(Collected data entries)
* * * * * * *
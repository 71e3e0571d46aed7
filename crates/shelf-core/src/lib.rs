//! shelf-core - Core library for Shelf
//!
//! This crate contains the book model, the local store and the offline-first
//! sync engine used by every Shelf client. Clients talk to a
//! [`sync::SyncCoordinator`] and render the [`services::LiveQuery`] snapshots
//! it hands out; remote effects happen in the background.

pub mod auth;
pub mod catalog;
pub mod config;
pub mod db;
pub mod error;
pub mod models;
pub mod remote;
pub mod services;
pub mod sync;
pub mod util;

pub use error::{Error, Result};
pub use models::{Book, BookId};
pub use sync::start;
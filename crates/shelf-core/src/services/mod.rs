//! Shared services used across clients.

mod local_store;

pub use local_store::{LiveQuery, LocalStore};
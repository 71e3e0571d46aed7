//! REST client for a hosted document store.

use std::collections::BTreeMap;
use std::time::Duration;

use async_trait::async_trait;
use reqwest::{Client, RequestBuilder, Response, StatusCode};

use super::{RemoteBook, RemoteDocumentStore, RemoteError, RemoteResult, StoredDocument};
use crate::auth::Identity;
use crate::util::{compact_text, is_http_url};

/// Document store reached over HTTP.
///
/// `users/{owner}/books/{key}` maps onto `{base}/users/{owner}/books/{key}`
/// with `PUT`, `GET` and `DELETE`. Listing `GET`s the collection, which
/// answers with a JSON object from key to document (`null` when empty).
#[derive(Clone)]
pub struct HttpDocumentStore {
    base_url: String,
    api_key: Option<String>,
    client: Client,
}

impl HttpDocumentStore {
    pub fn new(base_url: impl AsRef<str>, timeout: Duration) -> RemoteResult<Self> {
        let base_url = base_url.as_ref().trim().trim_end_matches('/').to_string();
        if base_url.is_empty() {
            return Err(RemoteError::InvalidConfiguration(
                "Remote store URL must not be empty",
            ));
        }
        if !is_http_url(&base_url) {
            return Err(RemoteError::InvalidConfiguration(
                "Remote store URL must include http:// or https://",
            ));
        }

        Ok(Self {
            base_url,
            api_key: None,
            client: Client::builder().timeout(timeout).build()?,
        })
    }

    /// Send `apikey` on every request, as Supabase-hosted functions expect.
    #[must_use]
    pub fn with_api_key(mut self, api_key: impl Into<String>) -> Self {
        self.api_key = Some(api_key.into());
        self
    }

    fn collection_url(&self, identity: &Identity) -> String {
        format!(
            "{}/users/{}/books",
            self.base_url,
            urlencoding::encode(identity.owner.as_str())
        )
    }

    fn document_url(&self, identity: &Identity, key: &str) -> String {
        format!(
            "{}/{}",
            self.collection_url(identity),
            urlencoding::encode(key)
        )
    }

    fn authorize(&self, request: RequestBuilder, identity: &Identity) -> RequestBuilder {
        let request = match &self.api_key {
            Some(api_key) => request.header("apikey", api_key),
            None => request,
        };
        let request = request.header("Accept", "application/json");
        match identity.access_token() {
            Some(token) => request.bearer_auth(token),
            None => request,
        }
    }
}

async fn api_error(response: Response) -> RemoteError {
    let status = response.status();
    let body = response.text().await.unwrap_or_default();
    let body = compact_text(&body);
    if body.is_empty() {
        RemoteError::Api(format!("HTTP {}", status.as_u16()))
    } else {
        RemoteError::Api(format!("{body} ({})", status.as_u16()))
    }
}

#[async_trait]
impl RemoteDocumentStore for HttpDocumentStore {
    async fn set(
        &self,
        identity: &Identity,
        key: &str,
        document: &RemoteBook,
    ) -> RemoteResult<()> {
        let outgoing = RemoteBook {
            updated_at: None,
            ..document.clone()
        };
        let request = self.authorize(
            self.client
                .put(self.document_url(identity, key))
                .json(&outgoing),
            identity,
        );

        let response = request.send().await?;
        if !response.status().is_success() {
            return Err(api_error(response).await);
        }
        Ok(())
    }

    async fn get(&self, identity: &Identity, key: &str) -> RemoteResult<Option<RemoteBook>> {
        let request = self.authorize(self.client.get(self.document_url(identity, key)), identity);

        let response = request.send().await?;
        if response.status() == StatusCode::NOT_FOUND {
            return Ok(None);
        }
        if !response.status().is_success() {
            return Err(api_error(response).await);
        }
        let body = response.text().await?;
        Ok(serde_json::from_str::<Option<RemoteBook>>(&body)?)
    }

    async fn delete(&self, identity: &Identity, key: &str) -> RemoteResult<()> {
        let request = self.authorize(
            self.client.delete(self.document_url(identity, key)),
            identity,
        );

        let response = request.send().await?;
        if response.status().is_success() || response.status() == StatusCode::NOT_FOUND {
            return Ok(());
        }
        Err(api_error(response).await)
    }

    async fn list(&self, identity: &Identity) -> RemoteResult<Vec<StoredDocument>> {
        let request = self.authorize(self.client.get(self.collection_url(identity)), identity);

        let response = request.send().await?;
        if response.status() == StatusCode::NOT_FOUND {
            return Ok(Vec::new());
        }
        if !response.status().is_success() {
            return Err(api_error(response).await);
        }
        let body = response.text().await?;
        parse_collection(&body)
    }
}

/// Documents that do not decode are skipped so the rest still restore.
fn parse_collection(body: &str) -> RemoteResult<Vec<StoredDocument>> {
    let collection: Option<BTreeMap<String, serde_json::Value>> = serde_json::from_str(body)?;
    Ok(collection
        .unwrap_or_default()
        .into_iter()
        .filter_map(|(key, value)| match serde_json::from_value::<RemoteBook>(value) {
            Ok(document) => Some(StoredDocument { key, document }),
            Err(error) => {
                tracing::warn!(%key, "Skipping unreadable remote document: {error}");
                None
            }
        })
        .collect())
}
* * * * * * *
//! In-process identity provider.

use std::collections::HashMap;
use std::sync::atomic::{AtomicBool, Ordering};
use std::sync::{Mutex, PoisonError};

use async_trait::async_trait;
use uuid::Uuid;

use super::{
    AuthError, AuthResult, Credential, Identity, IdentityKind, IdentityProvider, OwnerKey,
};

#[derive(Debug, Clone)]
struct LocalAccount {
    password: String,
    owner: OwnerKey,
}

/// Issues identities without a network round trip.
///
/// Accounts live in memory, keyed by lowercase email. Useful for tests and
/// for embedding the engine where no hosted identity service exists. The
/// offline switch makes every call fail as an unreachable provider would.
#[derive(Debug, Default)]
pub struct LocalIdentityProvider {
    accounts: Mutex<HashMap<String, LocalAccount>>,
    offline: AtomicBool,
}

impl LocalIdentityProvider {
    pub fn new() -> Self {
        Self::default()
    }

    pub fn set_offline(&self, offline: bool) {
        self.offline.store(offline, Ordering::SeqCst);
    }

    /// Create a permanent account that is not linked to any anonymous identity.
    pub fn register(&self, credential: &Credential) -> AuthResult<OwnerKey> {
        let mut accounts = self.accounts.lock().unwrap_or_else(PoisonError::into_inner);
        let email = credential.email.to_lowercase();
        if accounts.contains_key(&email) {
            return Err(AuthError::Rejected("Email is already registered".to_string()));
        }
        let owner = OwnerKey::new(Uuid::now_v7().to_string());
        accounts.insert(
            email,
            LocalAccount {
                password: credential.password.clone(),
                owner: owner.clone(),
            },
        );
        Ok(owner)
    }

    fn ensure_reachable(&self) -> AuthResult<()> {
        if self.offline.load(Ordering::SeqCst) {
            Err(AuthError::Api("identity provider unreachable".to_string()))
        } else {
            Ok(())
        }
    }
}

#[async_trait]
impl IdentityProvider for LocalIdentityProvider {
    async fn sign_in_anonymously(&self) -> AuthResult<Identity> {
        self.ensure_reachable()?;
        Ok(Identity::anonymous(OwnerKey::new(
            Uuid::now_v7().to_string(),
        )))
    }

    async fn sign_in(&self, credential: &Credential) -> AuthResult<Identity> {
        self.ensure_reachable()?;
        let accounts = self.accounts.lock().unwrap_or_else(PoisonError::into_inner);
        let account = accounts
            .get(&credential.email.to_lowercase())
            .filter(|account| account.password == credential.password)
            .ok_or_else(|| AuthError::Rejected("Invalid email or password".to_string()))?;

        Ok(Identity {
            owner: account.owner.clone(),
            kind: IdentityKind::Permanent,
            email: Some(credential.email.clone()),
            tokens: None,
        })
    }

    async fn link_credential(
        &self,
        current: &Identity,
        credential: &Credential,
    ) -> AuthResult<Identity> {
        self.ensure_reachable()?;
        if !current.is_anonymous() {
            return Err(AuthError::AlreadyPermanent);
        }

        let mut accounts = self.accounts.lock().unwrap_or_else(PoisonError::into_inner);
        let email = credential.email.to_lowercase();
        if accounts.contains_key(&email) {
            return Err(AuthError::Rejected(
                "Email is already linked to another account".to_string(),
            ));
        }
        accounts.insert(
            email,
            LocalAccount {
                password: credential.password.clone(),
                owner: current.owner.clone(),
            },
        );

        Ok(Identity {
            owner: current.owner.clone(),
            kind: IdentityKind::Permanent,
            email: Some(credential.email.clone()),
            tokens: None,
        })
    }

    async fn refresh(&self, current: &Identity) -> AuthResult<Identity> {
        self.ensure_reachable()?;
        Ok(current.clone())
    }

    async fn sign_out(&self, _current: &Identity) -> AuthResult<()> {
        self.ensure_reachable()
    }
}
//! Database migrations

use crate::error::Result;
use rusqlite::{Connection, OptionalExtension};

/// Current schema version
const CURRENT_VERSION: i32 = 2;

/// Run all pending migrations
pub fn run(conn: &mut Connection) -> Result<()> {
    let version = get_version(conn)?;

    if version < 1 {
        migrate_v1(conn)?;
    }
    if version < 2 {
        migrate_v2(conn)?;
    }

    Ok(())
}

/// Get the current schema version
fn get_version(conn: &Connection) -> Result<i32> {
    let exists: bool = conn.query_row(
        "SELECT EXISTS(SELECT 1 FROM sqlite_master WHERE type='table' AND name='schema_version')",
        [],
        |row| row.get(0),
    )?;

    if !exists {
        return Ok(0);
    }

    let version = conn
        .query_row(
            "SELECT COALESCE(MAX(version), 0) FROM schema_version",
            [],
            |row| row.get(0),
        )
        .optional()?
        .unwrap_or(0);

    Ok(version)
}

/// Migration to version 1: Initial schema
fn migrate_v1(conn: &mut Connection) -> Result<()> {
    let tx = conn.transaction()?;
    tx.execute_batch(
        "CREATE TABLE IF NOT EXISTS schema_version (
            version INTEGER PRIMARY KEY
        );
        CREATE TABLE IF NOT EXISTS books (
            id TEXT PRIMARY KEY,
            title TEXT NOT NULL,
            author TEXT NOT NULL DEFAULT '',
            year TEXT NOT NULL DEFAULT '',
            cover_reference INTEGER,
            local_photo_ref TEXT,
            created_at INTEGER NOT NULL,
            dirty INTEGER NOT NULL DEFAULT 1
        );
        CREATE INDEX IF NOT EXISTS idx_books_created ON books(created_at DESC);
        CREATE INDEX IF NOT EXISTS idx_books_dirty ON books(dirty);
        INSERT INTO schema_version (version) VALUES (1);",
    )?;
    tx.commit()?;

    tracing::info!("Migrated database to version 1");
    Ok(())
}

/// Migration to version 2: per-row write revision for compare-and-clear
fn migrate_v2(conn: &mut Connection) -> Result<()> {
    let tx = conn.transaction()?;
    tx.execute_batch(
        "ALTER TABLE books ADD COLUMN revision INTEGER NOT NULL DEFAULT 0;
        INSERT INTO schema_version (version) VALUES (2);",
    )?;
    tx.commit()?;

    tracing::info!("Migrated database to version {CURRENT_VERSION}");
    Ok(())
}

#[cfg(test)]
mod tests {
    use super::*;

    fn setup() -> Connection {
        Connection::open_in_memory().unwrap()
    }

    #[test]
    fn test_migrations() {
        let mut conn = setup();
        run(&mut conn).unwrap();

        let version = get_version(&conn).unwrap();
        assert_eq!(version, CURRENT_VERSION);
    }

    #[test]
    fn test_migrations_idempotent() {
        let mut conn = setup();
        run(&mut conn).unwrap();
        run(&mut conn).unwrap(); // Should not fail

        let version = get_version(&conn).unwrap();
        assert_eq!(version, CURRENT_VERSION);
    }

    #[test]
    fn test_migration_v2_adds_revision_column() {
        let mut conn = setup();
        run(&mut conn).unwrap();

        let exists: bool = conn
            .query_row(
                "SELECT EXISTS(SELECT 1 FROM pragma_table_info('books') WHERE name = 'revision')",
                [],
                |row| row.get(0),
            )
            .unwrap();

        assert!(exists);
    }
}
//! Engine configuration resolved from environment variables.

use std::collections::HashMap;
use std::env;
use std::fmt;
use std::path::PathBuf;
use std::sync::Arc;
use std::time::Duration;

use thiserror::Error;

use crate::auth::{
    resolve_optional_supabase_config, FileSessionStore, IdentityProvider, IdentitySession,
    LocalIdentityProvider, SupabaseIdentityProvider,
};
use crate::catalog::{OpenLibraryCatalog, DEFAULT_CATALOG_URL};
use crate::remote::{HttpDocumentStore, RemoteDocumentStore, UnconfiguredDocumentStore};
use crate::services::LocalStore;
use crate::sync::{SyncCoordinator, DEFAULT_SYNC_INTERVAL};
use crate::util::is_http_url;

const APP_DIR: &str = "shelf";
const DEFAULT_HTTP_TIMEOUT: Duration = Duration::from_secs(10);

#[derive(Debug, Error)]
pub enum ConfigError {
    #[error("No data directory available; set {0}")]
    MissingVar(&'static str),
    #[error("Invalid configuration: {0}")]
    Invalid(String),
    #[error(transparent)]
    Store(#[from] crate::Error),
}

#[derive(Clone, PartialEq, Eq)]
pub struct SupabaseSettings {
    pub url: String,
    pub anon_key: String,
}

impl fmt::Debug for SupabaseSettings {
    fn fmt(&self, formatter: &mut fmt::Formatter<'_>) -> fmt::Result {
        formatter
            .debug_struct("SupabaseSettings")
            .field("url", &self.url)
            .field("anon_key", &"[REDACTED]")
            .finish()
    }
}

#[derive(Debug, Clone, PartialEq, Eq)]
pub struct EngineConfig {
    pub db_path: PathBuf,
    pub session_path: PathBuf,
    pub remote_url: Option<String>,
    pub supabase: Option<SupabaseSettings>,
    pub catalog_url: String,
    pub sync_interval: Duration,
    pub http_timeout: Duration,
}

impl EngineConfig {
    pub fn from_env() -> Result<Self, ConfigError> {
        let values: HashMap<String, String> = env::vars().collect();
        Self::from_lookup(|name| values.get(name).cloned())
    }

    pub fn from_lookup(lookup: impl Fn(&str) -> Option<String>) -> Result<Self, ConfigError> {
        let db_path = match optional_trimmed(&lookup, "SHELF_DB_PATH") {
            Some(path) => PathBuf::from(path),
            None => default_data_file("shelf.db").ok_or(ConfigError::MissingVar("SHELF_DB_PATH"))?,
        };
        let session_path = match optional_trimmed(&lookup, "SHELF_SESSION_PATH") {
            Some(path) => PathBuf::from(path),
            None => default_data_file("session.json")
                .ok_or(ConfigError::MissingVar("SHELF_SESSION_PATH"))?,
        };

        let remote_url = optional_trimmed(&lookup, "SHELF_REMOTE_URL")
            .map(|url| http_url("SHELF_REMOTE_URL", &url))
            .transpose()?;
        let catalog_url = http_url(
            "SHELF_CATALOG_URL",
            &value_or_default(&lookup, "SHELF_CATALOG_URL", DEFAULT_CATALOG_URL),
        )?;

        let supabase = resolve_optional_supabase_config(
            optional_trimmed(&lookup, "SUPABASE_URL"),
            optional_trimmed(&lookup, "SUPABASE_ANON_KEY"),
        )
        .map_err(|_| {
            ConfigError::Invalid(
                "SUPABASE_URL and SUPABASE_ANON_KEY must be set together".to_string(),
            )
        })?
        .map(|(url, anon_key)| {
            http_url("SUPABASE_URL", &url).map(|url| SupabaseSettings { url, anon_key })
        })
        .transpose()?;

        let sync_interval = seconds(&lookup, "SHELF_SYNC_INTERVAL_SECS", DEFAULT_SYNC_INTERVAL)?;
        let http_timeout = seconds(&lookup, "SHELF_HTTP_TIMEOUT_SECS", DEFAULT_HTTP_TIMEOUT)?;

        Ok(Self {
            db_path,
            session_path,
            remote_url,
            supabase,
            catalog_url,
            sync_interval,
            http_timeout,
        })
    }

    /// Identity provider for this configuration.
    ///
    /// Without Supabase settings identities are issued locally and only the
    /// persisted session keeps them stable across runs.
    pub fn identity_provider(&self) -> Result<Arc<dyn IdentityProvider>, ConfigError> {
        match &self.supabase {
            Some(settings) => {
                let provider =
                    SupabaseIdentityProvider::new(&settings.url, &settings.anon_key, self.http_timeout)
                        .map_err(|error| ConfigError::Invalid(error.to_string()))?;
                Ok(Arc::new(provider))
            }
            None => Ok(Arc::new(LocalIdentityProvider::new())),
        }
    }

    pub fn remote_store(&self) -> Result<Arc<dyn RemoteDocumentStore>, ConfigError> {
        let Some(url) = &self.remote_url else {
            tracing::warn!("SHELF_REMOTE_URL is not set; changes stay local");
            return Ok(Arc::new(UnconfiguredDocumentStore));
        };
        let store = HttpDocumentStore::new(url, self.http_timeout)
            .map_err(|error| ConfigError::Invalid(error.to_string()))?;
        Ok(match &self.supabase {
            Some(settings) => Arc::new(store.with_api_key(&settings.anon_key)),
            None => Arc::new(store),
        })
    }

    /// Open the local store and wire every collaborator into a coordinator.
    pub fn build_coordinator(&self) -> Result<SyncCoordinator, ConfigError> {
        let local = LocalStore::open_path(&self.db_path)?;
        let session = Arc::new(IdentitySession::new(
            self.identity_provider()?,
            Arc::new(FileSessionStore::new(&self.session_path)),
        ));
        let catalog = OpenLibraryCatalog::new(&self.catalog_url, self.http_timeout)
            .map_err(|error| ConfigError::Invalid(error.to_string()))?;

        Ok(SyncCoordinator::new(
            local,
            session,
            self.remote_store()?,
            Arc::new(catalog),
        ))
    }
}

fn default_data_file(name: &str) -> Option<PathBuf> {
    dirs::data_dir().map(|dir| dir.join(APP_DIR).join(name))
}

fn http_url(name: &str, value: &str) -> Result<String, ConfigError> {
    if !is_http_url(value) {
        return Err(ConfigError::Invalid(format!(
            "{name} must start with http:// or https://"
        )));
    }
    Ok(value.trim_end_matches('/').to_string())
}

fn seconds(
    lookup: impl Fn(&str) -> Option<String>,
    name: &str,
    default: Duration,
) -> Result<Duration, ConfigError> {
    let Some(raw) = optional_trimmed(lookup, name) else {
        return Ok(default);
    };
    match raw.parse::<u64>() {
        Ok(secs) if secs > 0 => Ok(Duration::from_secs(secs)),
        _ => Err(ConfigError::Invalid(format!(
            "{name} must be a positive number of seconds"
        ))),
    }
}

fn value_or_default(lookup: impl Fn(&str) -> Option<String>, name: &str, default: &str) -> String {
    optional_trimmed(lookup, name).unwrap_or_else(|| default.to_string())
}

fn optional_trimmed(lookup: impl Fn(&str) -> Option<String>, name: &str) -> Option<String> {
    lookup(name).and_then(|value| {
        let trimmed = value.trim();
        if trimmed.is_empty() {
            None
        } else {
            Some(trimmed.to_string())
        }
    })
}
* * * * * * *
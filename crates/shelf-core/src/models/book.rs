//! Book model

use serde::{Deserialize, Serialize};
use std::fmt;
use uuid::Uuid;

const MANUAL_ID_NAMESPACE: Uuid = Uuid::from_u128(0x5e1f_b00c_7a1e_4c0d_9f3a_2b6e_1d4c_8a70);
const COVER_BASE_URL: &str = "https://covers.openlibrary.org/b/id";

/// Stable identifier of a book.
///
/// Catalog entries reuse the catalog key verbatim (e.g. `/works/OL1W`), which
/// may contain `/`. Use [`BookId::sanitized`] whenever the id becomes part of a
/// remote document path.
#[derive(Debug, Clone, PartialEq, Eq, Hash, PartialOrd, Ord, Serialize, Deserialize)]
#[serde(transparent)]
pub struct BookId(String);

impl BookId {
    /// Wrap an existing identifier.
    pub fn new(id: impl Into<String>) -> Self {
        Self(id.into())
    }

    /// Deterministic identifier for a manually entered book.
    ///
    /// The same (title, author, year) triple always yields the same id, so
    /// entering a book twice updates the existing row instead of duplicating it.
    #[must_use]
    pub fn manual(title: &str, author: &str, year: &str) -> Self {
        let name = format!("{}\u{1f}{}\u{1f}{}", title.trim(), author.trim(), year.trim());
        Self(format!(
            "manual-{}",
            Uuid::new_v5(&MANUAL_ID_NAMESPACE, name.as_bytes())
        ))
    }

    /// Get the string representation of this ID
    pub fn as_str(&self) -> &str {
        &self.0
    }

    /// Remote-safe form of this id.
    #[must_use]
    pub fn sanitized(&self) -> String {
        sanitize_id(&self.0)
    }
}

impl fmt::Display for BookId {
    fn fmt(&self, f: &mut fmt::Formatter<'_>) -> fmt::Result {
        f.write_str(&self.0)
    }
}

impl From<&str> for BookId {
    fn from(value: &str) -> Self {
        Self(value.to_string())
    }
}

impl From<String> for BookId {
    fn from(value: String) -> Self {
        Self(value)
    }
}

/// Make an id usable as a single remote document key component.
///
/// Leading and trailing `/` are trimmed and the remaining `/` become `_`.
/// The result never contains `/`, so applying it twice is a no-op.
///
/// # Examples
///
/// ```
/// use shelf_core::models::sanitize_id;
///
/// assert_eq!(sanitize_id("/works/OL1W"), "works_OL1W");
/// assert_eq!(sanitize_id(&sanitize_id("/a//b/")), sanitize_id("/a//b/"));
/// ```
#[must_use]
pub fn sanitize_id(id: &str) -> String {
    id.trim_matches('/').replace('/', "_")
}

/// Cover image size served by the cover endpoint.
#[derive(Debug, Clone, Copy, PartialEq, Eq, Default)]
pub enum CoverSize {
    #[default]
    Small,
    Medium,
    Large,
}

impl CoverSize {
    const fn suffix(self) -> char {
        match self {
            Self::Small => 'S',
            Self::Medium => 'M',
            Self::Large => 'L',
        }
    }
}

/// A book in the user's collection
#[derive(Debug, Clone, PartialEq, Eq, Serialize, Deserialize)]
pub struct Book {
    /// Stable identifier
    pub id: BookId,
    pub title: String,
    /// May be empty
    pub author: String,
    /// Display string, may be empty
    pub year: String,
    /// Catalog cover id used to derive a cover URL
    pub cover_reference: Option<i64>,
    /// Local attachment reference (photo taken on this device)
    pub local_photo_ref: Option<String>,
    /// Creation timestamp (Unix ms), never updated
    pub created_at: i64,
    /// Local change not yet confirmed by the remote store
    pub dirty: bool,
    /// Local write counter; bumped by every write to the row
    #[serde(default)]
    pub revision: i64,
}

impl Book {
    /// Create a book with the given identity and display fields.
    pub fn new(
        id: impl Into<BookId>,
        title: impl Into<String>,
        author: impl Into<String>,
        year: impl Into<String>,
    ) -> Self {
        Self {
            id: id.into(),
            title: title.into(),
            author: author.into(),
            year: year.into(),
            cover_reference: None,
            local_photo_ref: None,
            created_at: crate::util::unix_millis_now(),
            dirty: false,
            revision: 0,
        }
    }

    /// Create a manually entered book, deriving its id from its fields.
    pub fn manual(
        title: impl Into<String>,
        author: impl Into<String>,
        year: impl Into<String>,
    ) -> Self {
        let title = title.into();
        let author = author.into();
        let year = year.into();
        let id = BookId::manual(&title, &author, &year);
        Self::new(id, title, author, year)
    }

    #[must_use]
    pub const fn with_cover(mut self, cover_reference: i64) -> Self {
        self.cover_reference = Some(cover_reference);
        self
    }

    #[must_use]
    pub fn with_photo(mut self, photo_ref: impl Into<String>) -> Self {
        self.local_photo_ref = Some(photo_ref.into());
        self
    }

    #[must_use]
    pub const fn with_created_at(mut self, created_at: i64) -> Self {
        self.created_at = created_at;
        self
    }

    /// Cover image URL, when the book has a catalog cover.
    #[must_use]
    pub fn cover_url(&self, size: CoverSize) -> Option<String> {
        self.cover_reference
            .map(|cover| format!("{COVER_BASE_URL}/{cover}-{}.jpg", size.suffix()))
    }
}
* * * * * * *
Among the records above, determine how many lines contain "Rejected", then report the number only.

3